Les clés des champs est un livre à lire et – je le dis sans rire – à lire d’urgence. Mais n’anticipons pas.

C’était il y a huit mois. Comme le temps passe…

Votre serviteur venait de terminer la rédaction de plusieurs compte-rendus sur l’agriculture. Après Le défi alimentaire de Stéphane Dubois, ce fut l’Atlas de l’agriculture de Jean-Paul Charvet. C’est alors que je fus contacté par Thierry Doré, l’un des auteurs du présent opuscule, pour compléter ma culture sur la question agricole. Il voulut bien m’envoyer son ouvrage, Les clés des champs . Je le remercie ici de sa confiance et non moins de sa patience car, s’il me fit rapidement parvenir son livre, et si je fus happé par sa lecture, beaucoup plus difficile fut de trouver le temps de rédiger ces lignes.

 

Les auteurs – Thierry Doré, Olivier Réchauchère et Philippe Schmidely – sont tous trois ingénieurs agronomes et exercent comme enseignants-chercheurs (TD et PS) ou responsable de la communication (OR) à l’INRA et à AgroParisTech (TD et PS). Ce sont donc tous trois des spécialistes des questions agricoles, même si leur ouvrage ne s’adresse pas nécessairement aux spécialistes des dites questions.

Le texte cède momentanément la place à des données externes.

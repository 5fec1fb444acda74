use contracts::domain::course::catalog::featured;
use contracts::domain::course::Course;
use leptos::prelude::*;

use crate::domain::course::api;
use crate::shared::components::course_card::CourseCard;
use crate::shared::components::error_banner::{EmptyState, ErrorBanner};
use crate::shared::components::spinner::PageSpinner;
use crate::shared::load_state::{LoadState, RequestGuard};

/// Top rated courses strip on the student dashboard.
#[component]
pub fn FeaturedCourses() -> impl IntoView {
    let courses = RwSignal::new(LoadState::<Vec<Course>>::Loading);
    let loads = RequestGuard::new();
    let reload = move || loads.load(courses, async { api::fetch_courses().await.map(|all| featured(&all)) });
    reload();
    let retry = Callback::new(move |_: ()| reload());

    view! {
        <section class="featured">
            <h2>"Top rated courses"</h2>
            {move || match courses.get() {
                LoadState::Loading => view! { <PageSpinner /> }.into_any(),
                LoadState::Failed(message) => view! {
                    <ErrorBanner
                        title="Couldn't load courses"
                        message=Signal::derive(move || message.clone())
                        on_retry=retry
                    />
                }.into_any(),
                LoadState::Ready(list) if list.is_empty() => view! {
                    <EmptyState title="No courses available yet" />
                }.into_any(),
                LoadState::Ready(list) => view! {
                    <div class="course-strip">
                        {list.into_iter().map(|course| view! { <CourseCard course=course /> }).collect_view()}
                    </div>
                }.into_any(),
            }}
        </section>
    }
}
//! Jittered exponential backoff for upstream call retries.

use std::time::Duration;

#[derive(Debug, Clone)]
pub struct RetryPolicy {
    pub initial_delay: Duration,
    pub max_total: Duration,
    pub backoff_factor: f64,
    pub max_attempts: u32,
}

impl RetryPolicy {
    pub fn from_config(cfg: &ob_domain::config::TranslationConfig) -> Self {
        Self {
            initial_delay: Duration::from_millis((cfg.retry_backoff * 500.0) as u64),
            max_total: Duration::from_secs_f64(cfg.retry_max_seconds),
            backoff_factor: cfg.retry_backoff.max(1.0),
            max_attempts: cfg.retry_max_attempts,
        }
    }

    /// Compute the delay before the given (0-indexed) attempt.
    pub fn delay_for_attempt(&self, attempt: u32) -> Duration {
        let base_ms = self.initial_delay.as_millis() as f64;
        let delay_ms = base_ms * self.backoff_factor.powi(attempt as i32);
        let capped_ms = delay_ms.min(self.max_total.as_millis() as f64);
        let jitter = capped_ms * 0.25 * pseudo_random_fraction(attempt);
        Duration::from_millis((capped_ms + jitter) as u64)
    }

    pub fn should_give_up(&self, attempt: u32) -> bool {
        attempt + 1 >= self.max_attempts
    }
}

/// Cheap deterministic "random" fraction in `[0, 1)`, seeded by attempt
/// number. Not cryptographically secure — just enough to spread retry
/// storms across concurrent requests.
fn pseudo_random_fraction(attempt: u32) -> f64 {
    let hash = attempt.wrapping_mul(2654435761);
    (hash as f64) / (u32::MAX as f64)
}

/// Whether an HTTP status is worth retrying: connection/read failures are
/// handled by the caller before this is consulted; this covers the
/// response-received case.
pub fn is_retriable_status(status: u16) -> bool {
    status == 429 || (500..600).contains(&status)
}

Leur propos est original, sinon dans le sujet, du moins dans le traitement appliqué. Il s’agit de faire le point sur les évolutions de l’agriculture et les enjeux qui en découlent. Mais c’est bien une mise au point des connaissances scientifiques, et non d’un essai en forme de parti pris. Les auteurs n’ont rien de particulier à vendre et ne défendent aucun lobby. Leur avis d’expert mérite donc d’être entendu et pourra constituer de ce qu’ils appellent plaisamment une « agri-culture ».

*

Préfacé – sommairement – par Jacques Diouf, Directeur général de la FAO (réélu pour un 3e mandat de 6 ans en 2006), l’ouvrage est divisé en trois parties, traitant respectivement de l’évolution des modes de production d’abord, des relations entre agriculture et environnement ensuite, de l’agriculture dans le contexte socio-économique enfin. Une bibliographie de 35 titres et un glossaire de 120 entrées complètent l’ensemble.

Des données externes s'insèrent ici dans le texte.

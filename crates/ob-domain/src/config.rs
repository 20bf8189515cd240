//! Configuration inputs recognized by the core, plus the ambient fields a
//! runnable service needs (bind address, upstream credentials, store
//! backend selection). Loaded once at startup by `ob-gateway`; deserialized
//! from TOML, with environment overrides for anything secret.

use std::collections::HashMap;

use serde::{Deserialize, Serialize};

#[derive(Debug, Clone, Serialize, Deserialize)]
pub struct Config {
    #[serde(default)]
    pub server: ServerConfig,
    #[serde(default)]
    pub upstream: UpstreamConfig,
    #[serde(default)]
    pub translation: TranslationConfig,
    #[serde(default)]
    pub store: StoreConfig,
}

impl Default for Config {
    fn default() -> Self {
        Self {
            server: ServerConfig::default(),
            upstream: UpstreamConfig::default(),
            translation: TranslationConfig::default(),
            store: StoreConfig::default(),
        }
    }
}

#[derive(Debug, Clone, Serialize, Deserialize)]
pub struct ServerConfig {
    #[serde(default = "d_bind_host")]
    pub bind_host: String,
    #[serde(default = "d_bind_port")]
    pub bind_port: u16,
    /// Bearer token required on `/v1/responses*`. `None` = dev mode, no auth
    /// enforced.
    #[serde(default)]
    pub api_token: Option<String>,
}

impl Default for ServerConfig {
    fn default() -> Self {
        Self {
            bind_host: d_bind_host(),
            bind_port: d_bind_port(),
            api_token: None,
        }
    }
}

fn d_bind_host() -> String {
    "0.0.0.0".to_string()
}
fn d_bind_port() -> u16 {
    8085
}

#[derive(Debug, Clone, Serialize, Deserialize)]
pub struct UpstreamConfig {
    #[serde(default = "d_base_url")]
    pub base_url: String,
    /// Env var name to read the bearer credential from.
    #[serde(default = "d_auth_env")]
    pub auth_env: String,
    #[serde(default)]
    pub attribution_headers: HashMap<String, String>,
    #[serde(default = "d_request_timeout_s")]
    pub request_timeout_s: f64,
}

impl Default for UpstreamConfig {
    fn default() -> Self {
        Self {
            base_url: d_base_url(),
            auth_env: d_auth_env(),
            attribution_headers: HashMap::new(),
            request_timeout_s: d_request_timeout_s(),
        }
    }
}

fn d_base_url() -> String {
    "https://openrouter.ai/api/v1".to_string()
}
fn d_auth_env() -> String {
    "OPENROUTER_API_KEY".to_string()
}
fn d_request_timeout_s() -> f64 {
    120.0
}

#[derive(Debug, Clone, Serialize, Deserialize)]
pub struct TranslationConfig {
    #[serde(default = "d_max_tokens_buffer")]
    pub max_tokens_buffer: u32,
    #[serde(default = "d_degrade_fields")]
    pub degrade_fields: Vec<String>,
    #[serde(default = "d_retry_max_attempts")]
    pub retry_max_attempts: u32,
    #[serde(default = "d_retry_max_seconds")]
    pub retry_max_seconds: f64,
    #[serde(default = "d_retry_backoff")]
    pub retry_backoff: f64,
    #[serde(default)]
    pub model_alias_map: HashMap<String, String>,
}

impl Default for TranslationConfig {
    fn default() -> Self {
        Self {
            max_tokens_buffer: d_max_tokens_buffer(),
            degrade_fields: d_degrade_fields(),
            retry_max_attempts: d_retry_max_attempts(),
            retry_max_seconds: d_retry_max_seconds(),
            retry_backoff: d_retry_backoff(),
            model_alias_map: HashMap::new(),
        }
    }
}

fn d_max_tokens_buffer() -> u32 {
    1024
}
fn d_degrade_fields() -> Vec<String> {
    vec!["verbosity".to_string()]
}
fn d_retry_max_attempts() -> u32 {
    3
}
fn d_retry_max_seconds() -> f64 {
    30.0
}
fn d_retry_backoff() -> f64 {
    2.0
}

#[derive(Debug, Clone, Copy, PartialEq, Eq, Serialize, Deserialize, Default)]
#[serde(rename_all = "snake_case")]
pub enum StoreBackend {
    #[default]
    Memory,
    Disabled,
    Redis,
}

#[derive(Debug, Clone, Serialize, Deserialize)]
pub struct StoreConfig {
    #[serde(default)]
    pub backend: StoreBackend,
    #[serde(default = "d_ttl_seconds")]
    pub ttl_seconds: u64,
    /// Only consulted when `backend = "redis"`.
    #[serde(default)]
    pub redis_url: Option<String>,
}

impl Default for StoreConfig {
    fn default() -> Self {
        Self {
            backend: StoreBackend::default(),
            ttl_seconds: d_ttl_seconds(),
            redis_url: None,
        }
    }
}

impl StoreConfig {
    pub fn state_enabled(&self) -> bool {
        self.backend != StoreBackend::Disabled
    }
}

fn d_ttl_seconds() -> u64 {
    3600
}

// ━━━━━━━━━━━━━━━━━━━━━━━━━━━━━━━━━━━━━━━━━━━━━━━━━━━━━━━━━━━━━━━━━━
// Config validation
// ━━━━━━━━━━━━━━━━━━━━━━━━━━━━━━━━━━━━━━━━━━━━━━━━━━━━━━━━━━━━━━━━━━

#[derive(Debug, Clone, Copy, PartialEq, Eq)]
pub enum ConfigSeverity {
    Error,
    Warning,
}

#[derive(Debug, Clone)]
pub struct ConfigIssue {
    pub severity: ConfigSeverity,
    pub field: String,
    pub message: String,
}

impl std::fmt::Display for ConfigIssue {
    fn fmt(&self, f: &mut std::fmt::Formatter<'_>) -> std::fmt::Result {
        let tag = match self.severity {
            ConfigSeverity::Error => "ERROR",
            ConfigSeverity::Warning => "WARN",
        };
        write!(f, "[{tag}] {}: {}", self.field, self.message)
    }
}

impl Config {
    /// Validate the configuration and return a list of issues; empty means
    /// everything looks good. Used by `openbridge config validate`.
    pub fn validate(&self) -> Vec<ConfigIssue> {
        let mut issues = Vec::new();

        if self.server.bind_port == 0 {
            issues.push(ConfigIssue {
                severity: ConfigSeverity::Error,
                field: "server.bind_port".into(),
                message: "port must be greater than 0".into(),
            });
        }
        if self.server.bind_host.is_empty() {
            issues.push(ConfigIssue {
                severity: ConfigSeverity::Error,
                field: "server.bind_host".into(),
                message: "bind_host must not be empty".into(),
            });
        }
        if self.server.api_token.is_none() {
            issues.push(ConfigIssue {
                severity: ConfigSeverity::Warning,
                field: "server.api_token".into(),
                message: "no api_token configured — /v1/responses* is unauthenticated".into(),
            });
        }

        if self.upstream.base_url.is_empty() {
            issues.push(ConfigIssue {
                severity: ConfigSeverity::Error,
                field: "upstream.base_url".into(),
                message: "base_url must not be empty".into(),
            });
        } else if !self.upstream.base_url.starts_with("http://")
            && !self.upstream.base_url.starts_with("https://")
        {
            issues.push(ConfigIssue {
                severity: ConfigSeverity::Error,
                field: "upstream.base_url".into(),
                message: format!(
                    "base_url must start with http:// or https:// (got \"{}\")",
                    self.upstream.base_url
                ),
            });
        }
        if std::env::var(&self.upstream.auth_env).is_err() {
            issues.push(ConfigIssue {
                severity: ConfigSeverity::Warning,
                field: "upstream.auth_env".into(),
                message: format!(
                    "environment variable '{}' is not currently set",
                    self.upstream.auth_env
                ),
            });
        }

        if self.store.backend == StoreBackend::Redis && self.store.redis_url.is_none() {
            issues.push(ConfigIssue {
                severity: ConfigSeverity::Error,
                field: "store.redis_url".into(),
                message: "store.backend is \"redis\" but no redis_url is configured".into(),
            });
        }

        issues
    }
}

L’évolution des modes de production agricole

Dans la première partie, les différents modes sont passés en revue sans concession : l’avenir de l’agriculture intensive, les promesses de l’agriculture biologique, les OGM. Les auteurs s’interrogent ensuite sur la perte de diversité des productions animales et végétales, sur la qualité des produits, sur la cohabitation entre l’homme et l’animal d’élevage et enfin sur les capacités de l’agriculture à faire face au changement climatique. Ainsi, dès le début, on voit que les questions traitées intéressent largement nos sociétés (inquiétudes sur les OGM, qualité des produits, changement climatique).

Les relations entre agriculture et environnement

La deuxième partie fait le point sur le rôle de l’agriculture dans l’accumulation des polluants dans l’environnement, sur la destruction supposée des sols et de la biodiversité par les pratiques agricoles, sur la ponction des agriculteurs sur les ressources en eau, ou sur la contribution de l’agriculture au changement climatique.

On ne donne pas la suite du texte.